Beneath this instruction is a listing; print exactly the lines in it starting at the line that contains "let template = Template::launcher(|_, _|" and going through the line that contains "let wrapped = wrap(Template::new(|_, args|".

::: DATA PROVIDED :::

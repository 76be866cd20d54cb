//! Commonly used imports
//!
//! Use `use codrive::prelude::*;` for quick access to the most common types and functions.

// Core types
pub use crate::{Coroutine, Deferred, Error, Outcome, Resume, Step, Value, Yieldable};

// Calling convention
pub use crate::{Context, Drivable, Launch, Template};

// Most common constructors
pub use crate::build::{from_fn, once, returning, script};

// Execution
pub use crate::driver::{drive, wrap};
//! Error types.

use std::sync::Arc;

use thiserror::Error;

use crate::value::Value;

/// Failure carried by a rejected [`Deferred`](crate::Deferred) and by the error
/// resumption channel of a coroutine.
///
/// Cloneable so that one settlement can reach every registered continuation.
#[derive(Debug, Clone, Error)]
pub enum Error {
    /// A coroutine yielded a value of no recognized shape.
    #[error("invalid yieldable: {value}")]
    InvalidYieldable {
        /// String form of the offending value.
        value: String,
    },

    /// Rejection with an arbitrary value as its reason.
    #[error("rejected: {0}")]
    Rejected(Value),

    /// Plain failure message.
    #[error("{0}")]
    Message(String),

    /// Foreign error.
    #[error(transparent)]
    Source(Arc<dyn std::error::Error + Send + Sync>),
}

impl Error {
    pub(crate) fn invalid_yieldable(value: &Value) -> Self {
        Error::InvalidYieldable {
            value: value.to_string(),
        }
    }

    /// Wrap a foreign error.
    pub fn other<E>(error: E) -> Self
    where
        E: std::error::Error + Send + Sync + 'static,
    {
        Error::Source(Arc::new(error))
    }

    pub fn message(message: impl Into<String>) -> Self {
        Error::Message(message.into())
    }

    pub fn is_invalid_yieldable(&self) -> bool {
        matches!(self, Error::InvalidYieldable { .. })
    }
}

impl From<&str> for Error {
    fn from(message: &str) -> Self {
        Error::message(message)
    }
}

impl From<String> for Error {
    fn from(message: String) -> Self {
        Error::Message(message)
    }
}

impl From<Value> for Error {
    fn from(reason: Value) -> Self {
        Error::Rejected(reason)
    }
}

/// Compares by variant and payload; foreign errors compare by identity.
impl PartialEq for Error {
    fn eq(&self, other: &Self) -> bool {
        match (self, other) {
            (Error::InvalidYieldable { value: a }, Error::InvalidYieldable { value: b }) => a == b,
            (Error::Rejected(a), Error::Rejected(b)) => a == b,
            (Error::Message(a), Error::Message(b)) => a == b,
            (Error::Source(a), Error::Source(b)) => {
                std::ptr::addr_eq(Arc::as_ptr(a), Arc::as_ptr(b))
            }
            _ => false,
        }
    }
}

:::
::: DATA PROVIDED :::

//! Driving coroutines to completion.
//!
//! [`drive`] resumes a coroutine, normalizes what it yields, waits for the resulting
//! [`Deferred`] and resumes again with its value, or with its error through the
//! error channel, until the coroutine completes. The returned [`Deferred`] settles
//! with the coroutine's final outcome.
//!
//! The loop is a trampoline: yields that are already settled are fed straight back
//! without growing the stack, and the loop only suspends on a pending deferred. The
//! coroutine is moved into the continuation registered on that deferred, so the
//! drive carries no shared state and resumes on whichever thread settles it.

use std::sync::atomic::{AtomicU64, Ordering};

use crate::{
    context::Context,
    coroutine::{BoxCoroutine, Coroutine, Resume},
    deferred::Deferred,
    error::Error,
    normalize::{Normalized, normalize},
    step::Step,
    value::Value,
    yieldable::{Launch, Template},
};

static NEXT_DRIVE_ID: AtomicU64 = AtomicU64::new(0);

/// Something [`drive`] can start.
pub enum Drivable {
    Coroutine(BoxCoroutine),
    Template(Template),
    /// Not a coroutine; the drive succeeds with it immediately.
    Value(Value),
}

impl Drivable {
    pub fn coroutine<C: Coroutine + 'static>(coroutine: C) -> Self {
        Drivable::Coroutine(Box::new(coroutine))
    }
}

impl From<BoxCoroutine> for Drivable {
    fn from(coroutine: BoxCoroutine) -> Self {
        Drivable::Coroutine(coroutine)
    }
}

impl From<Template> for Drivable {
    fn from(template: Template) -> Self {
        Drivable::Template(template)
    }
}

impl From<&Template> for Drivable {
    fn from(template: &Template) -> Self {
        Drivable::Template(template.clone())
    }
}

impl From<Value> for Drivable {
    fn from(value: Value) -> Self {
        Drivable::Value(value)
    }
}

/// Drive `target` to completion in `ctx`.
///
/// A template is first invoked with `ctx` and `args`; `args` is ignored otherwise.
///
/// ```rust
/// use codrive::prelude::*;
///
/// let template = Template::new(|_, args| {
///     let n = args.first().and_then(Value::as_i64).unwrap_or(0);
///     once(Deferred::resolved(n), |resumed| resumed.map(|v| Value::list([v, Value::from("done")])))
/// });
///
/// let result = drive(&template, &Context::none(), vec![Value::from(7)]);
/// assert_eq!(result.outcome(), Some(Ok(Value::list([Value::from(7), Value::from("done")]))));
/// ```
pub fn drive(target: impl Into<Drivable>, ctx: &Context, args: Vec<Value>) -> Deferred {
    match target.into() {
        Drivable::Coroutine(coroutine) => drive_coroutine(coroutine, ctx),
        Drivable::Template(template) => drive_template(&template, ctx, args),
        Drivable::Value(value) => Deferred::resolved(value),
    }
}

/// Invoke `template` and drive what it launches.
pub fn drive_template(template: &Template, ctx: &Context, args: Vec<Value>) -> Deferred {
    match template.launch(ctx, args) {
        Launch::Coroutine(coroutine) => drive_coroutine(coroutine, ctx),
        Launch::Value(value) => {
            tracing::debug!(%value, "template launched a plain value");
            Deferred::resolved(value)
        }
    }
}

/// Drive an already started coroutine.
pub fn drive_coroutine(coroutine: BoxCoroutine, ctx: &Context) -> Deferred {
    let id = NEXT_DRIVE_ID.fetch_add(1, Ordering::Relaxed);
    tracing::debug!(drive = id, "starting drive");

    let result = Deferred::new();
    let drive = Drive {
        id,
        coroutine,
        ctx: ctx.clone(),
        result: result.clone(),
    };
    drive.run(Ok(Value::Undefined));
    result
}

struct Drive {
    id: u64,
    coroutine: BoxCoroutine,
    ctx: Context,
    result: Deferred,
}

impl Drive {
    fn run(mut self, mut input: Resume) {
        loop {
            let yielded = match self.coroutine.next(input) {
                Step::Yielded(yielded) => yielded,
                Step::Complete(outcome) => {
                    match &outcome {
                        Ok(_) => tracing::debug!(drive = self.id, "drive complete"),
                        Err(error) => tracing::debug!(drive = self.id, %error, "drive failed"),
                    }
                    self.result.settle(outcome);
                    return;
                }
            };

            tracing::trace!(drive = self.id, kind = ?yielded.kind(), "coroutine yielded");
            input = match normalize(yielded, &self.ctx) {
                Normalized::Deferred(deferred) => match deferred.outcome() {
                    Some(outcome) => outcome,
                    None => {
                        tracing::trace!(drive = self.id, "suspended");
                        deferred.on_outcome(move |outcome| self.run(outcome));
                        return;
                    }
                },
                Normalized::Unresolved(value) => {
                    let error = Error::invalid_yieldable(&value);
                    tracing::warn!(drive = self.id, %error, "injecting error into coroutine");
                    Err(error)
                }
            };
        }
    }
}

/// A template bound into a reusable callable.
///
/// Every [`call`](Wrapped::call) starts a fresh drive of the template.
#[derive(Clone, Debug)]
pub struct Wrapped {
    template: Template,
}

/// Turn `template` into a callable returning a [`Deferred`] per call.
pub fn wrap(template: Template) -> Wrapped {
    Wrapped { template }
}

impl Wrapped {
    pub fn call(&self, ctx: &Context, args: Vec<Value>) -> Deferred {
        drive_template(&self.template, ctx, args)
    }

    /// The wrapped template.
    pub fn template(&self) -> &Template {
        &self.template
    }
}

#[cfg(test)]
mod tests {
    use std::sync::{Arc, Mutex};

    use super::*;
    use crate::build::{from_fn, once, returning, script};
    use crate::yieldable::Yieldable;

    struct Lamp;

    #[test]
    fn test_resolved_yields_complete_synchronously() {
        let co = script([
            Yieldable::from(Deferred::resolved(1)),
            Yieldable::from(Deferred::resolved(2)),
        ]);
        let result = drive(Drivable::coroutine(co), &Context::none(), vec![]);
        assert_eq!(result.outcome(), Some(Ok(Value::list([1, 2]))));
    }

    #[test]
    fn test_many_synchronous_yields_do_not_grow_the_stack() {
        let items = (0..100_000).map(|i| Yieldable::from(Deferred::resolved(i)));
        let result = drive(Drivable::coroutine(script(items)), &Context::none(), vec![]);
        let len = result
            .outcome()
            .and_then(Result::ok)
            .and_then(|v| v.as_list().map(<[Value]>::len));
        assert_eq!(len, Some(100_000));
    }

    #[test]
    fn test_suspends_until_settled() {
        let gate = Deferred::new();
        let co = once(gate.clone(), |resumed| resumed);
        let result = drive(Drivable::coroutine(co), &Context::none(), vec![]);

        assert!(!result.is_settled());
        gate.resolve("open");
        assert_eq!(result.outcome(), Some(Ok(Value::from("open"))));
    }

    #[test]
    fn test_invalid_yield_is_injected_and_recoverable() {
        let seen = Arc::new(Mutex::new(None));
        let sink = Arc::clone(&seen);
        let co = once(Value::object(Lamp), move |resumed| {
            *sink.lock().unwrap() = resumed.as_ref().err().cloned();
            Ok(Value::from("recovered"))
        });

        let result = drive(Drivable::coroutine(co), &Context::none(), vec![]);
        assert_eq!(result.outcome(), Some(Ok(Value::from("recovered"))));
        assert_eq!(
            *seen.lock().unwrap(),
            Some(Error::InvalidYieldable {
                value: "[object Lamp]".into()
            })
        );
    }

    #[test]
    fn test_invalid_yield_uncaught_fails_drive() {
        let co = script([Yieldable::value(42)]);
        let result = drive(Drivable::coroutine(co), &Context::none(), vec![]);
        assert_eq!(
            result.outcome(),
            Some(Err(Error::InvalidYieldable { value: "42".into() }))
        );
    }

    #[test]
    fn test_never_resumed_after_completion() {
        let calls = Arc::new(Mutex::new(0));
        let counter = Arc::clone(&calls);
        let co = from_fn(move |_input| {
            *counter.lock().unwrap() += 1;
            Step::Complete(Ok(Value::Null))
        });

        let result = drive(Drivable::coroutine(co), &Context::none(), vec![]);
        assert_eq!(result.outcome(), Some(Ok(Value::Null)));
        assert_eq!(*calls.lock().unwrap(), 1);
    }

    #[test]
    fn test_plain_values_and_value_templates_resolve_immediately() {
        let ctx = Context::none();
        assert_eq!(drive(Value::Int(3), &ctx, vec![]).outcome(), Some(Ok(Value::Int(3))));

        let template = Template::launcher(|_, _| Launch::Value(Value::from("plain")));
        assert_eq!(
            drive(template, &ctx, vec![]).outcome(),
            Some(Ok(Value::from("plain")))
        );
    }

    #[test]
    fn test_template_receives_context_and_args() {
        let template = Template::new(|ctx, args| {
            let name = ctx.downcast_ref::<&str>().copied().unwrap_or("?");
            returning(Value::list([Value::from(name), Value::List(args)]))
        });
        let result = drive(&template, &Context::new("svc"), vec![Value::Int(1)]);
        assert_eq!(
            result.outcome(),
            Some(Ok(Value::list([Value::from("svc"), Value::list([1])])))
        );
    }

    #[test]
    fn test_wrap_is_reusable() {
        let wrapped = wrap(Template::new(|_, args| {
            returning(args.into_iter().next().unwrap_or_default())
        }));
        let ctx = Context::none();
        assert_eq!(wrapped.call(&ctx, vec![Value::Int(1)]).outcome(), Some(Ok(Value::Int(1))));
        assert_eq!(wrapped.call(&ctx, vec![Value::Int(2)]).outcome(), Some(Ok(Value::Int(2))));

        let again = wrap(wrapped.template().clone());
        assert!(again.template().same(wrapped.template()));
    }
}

:::
::: DATA PROVIDED :::

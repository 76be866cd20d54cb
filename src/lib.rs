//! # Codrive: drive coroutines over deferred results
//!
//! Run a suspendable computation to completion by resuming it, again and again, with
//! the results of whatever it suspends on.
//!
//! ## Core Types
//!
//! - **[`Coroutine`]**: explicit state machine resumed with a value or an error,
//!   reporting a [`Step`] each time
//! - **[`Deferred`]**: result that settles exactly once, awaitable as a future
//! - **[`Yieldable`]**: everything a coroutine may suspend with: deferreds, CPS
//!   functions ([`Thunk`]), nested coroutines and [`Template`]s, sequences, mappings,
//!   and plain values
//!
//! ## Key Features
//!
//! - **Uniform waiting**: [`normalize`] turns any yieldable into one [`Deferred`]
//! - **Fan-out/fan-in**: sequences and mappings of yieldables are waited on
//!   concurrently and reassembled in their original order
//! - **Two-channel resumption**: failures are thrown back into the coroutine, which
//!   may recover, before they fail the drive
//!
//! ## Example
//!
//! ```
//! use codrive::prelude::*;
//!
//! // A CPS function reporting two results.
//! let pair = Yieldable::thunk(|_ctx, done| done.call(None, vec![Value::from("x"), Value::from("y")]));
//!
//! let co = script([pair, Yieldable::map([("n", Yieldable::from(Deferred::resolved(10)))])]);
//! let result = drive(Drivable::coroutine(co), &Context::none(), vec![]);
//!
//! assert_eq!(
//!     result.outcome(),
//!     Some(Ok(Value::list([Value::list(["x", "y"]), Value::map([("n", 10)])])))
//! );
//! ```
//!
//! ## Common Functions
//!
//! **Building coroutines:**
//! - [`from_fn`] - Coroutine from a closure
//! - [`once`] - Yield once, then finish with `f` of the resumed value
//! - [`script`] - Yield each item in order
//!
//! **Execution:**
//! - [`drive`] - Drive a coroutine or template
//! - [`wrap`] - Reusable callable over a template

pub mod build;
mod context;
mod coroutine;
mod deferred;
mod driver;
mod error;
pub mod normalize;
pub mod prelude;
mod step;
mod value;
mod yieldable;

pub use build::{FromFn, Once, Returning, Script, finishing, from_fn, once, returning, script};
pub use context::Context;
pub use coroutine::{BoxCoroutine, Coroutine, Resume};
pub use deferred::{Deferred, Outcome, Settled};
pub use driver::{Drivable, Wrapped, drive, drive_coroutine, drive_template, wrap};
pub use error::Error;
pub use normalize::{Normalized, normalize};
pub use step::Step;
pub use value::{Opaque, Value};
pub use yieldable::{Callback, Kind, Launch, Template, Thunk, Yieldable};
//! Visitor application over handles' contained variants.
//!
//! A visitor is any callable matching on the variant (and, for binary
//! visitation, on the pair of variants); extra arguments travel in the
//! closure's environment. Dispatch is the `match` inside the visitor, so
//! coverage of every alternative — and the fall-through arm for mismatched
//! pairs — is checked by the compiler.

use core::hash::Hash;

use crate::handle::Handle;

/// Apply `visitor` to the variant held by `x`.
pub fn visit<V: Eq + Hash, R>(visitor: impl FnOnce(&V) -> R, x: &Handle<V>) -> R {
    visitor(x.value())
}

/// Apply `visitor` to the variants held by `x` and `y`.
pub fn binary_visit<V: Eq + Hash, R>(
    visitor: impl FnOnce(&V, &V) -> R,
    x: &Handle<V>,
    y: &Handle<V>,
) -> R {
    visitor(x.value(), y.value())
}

:::

## [SOLUTION]
        let template = Template::launcher(|_, _| Launch::Value(Value::from("plain")));
        assert_eq!(
            drive(template, &ctx, vec![]).outcome(),
            Some(Ok(Value::from("plain")))
        );
    }

    #[test]
    fn test_template_receives_context_and_args() {
        let template = Template::new(|ctx, args| {
            let name = ctx.downcast_ref::<&str>().copied().unwrap_or("?");
            returning(Value::list([Value::from(name), Value::List(args)]))
        });
        let result = drive(&template, &Context::new("svc"), vec![Value::Int(1)]);
        assert_eq!(
            result.outcome(),
            Some(Ok(Value::list([Value::from("svc"), Value::list([1])])))
        );
    }

    #[test]
    fn test_wrap_is_reusable() {
        let wrapped = wrap(Template::new(|_, args| {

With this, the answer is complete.